**Work task**
Nothing in the records may be changed; reproduce all of them.

**Excerpted records**

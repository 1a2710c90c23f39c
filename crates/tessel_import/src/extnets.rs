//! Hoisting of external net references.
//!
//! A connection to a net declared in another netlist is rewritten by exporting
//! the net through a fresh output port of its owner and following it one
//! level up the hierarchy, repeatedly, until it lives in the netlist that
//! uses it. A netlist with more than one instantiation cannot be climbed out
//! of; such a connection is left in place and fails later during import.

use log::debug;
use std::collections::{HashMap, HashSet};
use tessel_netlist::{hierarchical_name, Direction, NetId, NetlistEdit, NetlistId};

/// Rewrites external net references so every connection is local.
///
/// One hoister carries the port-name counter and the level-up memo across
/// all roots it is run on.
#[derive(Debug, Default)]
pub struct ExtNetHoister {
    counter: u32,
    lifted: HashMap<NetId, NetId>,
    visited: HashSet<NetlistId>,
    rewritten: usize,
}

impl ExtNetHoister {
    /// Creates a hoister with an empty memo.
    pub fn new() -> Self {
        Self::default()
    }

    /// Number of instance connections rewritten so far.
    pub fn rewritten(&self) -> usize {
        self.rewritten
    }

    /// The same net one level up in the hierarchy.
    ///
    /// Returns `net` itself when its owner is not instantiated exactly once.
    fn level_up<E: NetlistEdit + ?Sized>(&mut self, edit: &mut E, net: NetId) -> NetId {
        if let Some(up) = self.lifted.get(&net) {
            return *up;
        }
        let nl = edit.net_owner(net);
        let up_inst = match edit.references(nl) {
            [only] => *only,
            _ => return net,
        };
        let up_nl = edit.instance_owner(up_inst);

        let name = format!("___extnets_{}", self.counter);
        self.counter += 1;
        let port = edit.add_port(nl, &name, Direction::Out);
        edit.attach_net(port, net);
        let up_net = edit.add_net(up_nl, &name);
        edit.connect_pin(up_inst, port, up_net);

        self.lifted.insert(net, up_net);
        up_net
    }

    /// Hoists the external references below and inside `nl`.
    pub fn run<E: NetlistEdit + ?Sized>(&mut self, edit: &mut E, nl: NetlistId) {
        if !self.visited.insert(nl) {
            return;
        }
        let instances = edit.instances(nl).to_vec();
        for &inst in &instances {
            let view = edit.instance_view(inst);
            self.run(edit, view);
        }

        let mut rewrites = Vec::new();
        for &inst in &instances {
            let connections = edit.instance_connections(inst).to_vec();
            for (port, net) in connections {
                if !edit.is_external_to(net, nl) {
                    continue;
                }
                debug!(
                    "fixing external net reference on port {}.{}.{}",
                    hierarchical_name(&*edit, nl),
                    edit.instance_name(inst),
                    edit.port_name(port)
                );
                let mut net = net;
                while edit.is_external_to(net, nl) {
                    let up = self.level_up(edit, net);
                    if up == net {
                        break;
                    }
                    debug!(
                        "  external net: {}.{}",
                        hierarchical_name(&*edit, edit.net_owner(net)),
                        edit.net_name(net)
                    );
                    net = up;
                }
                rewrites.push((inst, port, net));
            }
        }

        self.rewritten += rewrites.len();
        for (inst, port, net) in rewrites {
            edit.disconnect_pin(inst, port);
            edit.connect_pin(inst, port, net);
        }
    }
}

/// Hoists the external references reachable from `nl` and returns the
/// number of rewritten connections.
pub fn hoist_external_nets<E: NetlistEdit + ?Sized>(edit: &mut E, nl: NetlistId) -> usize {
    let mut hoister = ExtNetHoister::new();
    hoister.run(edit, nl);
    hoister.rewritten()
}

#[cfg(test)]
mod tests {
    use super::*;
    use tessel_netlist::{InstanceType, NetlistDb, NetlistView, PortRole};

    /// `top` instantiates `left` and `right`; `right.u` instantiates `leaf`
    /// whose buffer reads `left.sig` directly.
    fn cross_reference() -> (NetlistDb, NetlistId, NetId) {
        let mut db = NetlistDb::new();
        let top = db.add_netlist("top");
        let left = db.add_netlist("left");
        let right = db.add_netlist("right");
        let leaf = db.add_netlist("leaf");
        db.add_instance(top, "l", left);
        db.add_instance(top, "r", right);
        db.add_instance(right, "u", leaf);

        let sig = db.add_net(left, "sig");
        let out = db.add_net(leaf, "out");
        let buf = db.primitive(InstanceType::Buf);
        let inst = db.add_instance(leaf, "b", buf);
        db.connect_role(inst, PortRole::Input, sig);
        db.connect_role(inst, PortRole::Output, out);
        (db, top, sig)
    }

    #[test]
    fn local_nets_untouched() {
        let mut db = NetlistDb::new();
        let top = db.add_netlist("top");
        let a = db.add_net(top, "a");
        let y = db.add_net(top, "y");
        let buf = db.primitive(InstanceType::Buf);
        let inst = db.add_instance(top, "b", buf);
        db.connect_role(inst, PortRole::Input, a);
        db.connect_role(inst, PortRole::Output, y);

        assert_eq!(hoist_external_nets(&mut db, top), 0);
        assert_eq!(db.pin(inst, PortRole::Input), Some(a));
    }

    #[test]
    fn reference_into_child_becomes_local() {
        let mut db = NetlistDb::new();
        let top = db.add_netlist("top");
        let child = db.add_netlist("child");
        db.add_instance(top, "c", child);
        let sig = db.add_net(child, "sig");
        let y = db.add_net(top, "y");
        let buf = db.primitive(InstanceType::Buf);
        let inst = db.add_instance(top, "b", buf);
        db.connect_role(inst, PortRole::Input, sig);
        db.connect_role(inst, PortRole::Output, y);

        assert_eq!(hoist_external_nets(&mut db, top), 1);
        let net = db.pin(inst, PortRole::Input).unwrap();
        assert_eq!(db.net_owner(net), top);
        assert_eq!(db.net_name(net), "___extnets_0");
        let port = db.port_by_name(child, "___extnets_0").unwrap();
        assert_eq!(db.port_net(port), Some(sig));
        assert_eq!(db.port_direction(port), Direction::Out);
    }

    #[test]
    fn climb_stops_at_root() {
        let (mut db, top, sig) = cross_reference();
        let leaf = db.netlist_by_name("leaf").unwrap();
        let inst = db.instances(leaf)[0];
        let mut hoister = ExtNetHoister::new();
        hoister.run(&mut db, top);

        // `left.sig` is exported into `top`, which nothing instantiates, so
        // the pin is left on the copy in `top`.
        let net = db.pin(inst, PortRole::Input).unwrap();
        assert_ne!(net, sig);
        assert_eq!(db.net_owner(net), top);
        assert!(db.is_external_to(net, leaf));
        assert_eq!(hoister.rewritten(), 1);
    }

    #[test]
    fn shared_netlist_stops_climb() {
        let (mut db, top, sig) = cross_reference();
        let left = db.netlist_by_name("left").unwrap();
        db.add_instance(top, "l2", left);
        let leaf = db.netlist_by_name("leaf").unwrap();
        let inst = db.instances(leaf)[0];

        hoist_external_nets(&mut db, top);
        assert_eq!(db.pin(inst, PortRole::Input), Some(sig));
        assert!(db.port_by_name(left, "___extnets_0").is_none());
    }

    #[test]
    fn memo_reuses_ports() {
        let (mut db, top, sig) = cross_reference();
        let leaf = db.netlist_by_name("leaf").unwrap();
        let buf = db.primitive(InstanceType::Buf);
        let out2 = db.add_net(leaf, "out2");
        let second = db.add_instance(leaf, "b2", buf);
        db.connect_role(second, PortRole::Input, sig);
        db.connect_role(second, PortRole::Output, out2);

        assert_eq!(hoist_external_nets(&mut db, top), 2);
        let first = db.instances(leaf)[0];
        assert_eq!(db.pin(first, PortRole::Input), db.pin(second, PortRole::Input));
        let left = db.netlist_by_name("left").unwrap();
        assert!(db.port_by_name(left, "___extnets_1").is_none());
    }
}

**Response for this exercise**
repository 1a2710c90c23f39c
filename crates/tessel_import/src/extnets.rs
//! Hoisting of external net references.
//!
//! A connection to a net declared in another netlist is rewritten by exporting
//! the net through a fresh output port of its owner and following it one
//! level up the hierarchy, repeatedly, until it lives in the netlist that
//! uses it. A netlist with more than one instantiation cannot be climbed out
//! of; such a connection is left in place and fails later during import.

use log::debug;
use std::collections::{HashMap, HashSet};
use tessel_netlist::{hierarchical_name, Direction, NetId, NetlistEdit, NetlistId};

/// Rewrites external net references so every connection is local.
///
/// One hoister carries the port-name counter and the level-up memo across
/// all roots it is run on.
#[derive(Debug, Default)]
pub struct ExtNetHoister {
    counter: u32,
    lifted: HashMap<NetId, NetId>,
    visited: HashSet<NetlistId>,
    rewritten: usize,
}

impl ExtNetHoister {
    /// Creates a hoister with an empty memo.
    pub fn new() -> Self {
        Self::default()
    }

    /// Number of instance connections rewritten so far.
    pub fn rewritten(&self) -> usize {
        self.rewritten
    }

    /// The same net one level up in the hierarchy.
    ///
    /// Returns `net` itself when its owner is not instantiated exactly once.
    fn level_up<E: NetlistEdit + ?Sized>(&mut self, edit: &mut E, net: NetId) -> NetId {
        if let Some(up) = self.lifted.get(&net) {
            return *up;
        }
        let nl = edit.net_owner(net);
        let up_inst = match edit.references(nl) {
            [only] => *only,
            _ => return net,
        };
        let up_nl = edit.instance_owner(up_inst);

        let name = format!("___extnets_{}", self.counter);
        self.counter += 1;
        let port = edit.add_port(nl, &name, Direction::Out);
        edit.attach_net(port, net);
        let up_net = edit.add_net(up_nl, &name);
        edit.connect_pin(up_inst, port, up_net);

        self.lifted.insert(net, up_net);
        up_net
    }

    /// Hoists the external references below and inside `nl`.
    pub fn run<E: NetlistEdit + ?Sized>(&mut self, edit: &mut E, nl: NetlistId) {
        if !self.visited.insert(nl) {
            return;
        }
        let instances = edit.instances(nl).to_vec();
        for &inst in &instances {
            let view = edit.instance_view(inst);
            self.run(edit, view);
        }

        let mut rewrites = Vec::new();
        for &inst in &instances {
            let connections = edit.instance_connections(inst).to_vec();
            for (port, net) in connections {
                if !edit.is_external_to(net, nl) {
                    continue;
                }
                debug!(
                    "fixing external net reference on port {}.{}.{}",
                    hierarchical_name(&*edit, nl),
                    edit.instance_name(inst),
                    edit.port_name(port)
                );
                let mut net = net;
                while edit.is_external_to(net, nl) {
                    let up = self.level_up(edit, net);
                    if up == net {
                        break;
                    }
                    debug!(
                        "  external net: {}.{}",
                        hierarchical_name(&*edit, edit.net_owner(net)),
                        edit.net_name(net)
                    );
                    net = up;
                }
                rewrites.push((inst, port, net));
            }
        }

        self.rewritten += rewrites.len();
        for (inst, port, net) in rewrites {
            edit.disconnect_pin(inst, port);
            edit.connect_pin(inst, port, net);
        }
    }
}

/// Hoists the external references reachable from `nl` and returns the
/// number of rewritten connections.
pub fn hoist_external_nets<E: NetlistEdit + ?Sized>(edit: &mut E, nl: NetlistId) -> usize {
    let mut hoister = ExtNetHoister::new();
    hoister.run(edit, nl);
    hoister.rewritten()
}

#[cfg(test)]
mod tests {
    use super::*;
    use tessel_netlist::{InstanceType, NetlistDb, NetlistView, PortRole};

    /// `top` instantiates `left` and `right`; `right.u` instantiates `leaf`
    /// whose buffer reads `left.sig` directly.
    fn cross_reference() -> (NetlistDb, NetlistId, NetId) {
        let mut db = NetlistDb::new();
        let top = db.add_netlist("top");
        let left = db.add_netlist("left");
        let right = db.add_netlist("right");
        let leaf = db.add_netlist("leaf");
        db.add_instance(top, "l", left);
        db.add_instance(top, "r", right);
        db.add_instance(right, "u", leaf);

        let sig = db.add_net(left, "sig");
        let out = db.add_net(leaf, "out");
        let buf = db.primitive(InstanceType::Buf);
        let inst = db.add_instance(leaf, "b", buf);
        db.connect_role(inst, PortRole::Input, sig);
        db.connect_role(inst, PortRole::Output, out);
        (db, top, sig)
    }

    #[test]
    fn local_nets_untouched() {
        let mut db = NetlistDb::new();
        let top = db.add_netlist("top");
        let a = db.add_net(top, "a");
        let y = db.add_net(top, "y");
        let buf = db.primitive(InstanceType::Buf);
        let inst = db.add_instance(top, "b", buf);
        db.connect_role(inst, PortRole::Input, a);
        db.connect_role(inst, PortRole::Output, y);

        assert_eq!(hoist_external_nets(&mut db, top), 0);
        assert_eq!(db.pin(inst, PortRole::Input), Some(a));
    }

    #[test]
    fn reference_into_child_becomes_local() {
        let mut db = NetlistDb::new();
        let top = db.add_netlist("top");
        let child = db.add_netlist("child");
        db.add_instance(top, "c", child);
        let sig = db.add_net(child, "sig");
        let y = db.add_net(top, "y");
        let buf = db.primitive(InstanceType::Buf);
        let inst = db.add_instance(top, "b", buf);
        db.connect_role(inst, PortRole::Input, sig);
        db.connect_role(inst, PortRole::Output, y);

        assert_eq!(hoist_external_nets(&mut db, top), 1);
        let net = db.pin(inst, PortRole::Input).unwrap();
        assert_eq!(db.net_owner(net), top);
        assert_eq!(db.net_name(net), "___extnets_0");
        let port = db.port_by_name(child, "___extnets_0").unwrap();
        assert_eq!(db.port_net(port), Some(sig));
        assert_eq!(db.port_direction(port), Direction::Out);
    }

    #[test]
    fn climb_stops_at_root() {
        let (mut db, top, sig) = cross_reference();
        let leaf = db.netlist_by_name("leaf").unwrap();
        let inst = db.instances(leaf)[0];
        let mut hoister = ExtNetHoister::new();
        hoister.run(&mut db, top);

        // `left.sig` is exported into `top`, which nothing instantiates, so
        // the pin is left on the copy in `top`.
        let net = db.pin(inst, PortRole::Input).unwrap();
        assert_ne!(net, sig);
        assert_eq!(db.net_owner(net), top);
        assert!(db.is_external_to(net, leaf));
        assert_eq!(hoister.rewritten(), 1);
    }

    #[test]
    fn shared_netlist_stops_climb() {
        let (mut db, top, sig) = cross_reference();
        let left = db.netlist_by_name("left").unwrap();
        db.add_instance(top, "l2", left);
        let leaf = db.netlist_by_name("leaf").unwrap();
        let inst = db.instances(leaf)[0];

        hoist_external_nets(&mut db, top);
        assert_eq!(db.pin(inst, PortRole::Input), Some(sig));
        assert!(db.port_by_name(left, "___extnets_0").is_none());
    }

    #[test]
    fn memo_reuses_ports() {
        let (mut db, top, sig) = cross_reference();
        let leaf = db.netlist_by_name("leaf").unwrap();
        let buf = db.primitive(InstanceType::Buf);
        let out2 = db.add_net(leaf, "out2");
        let second = db.add_instance(leaf, "b2", buf);
        db.connect_role(second, PortRole::Input, sig);
        db.connect_role(second, PortRole::Output, out2);

        assert_eq!(hoist_external_nets(&mut db, top), 2);
        let first = db.instances(leaf)[0];
        assert_eq!(db.pin(first, PortRole::Input), db.pin(second, PortRole::Input));
        let left = db.netlist_by_name("left").unwrap();
        assert!(db.port_by_name(left, "___extnets_1").is_none());
    }
}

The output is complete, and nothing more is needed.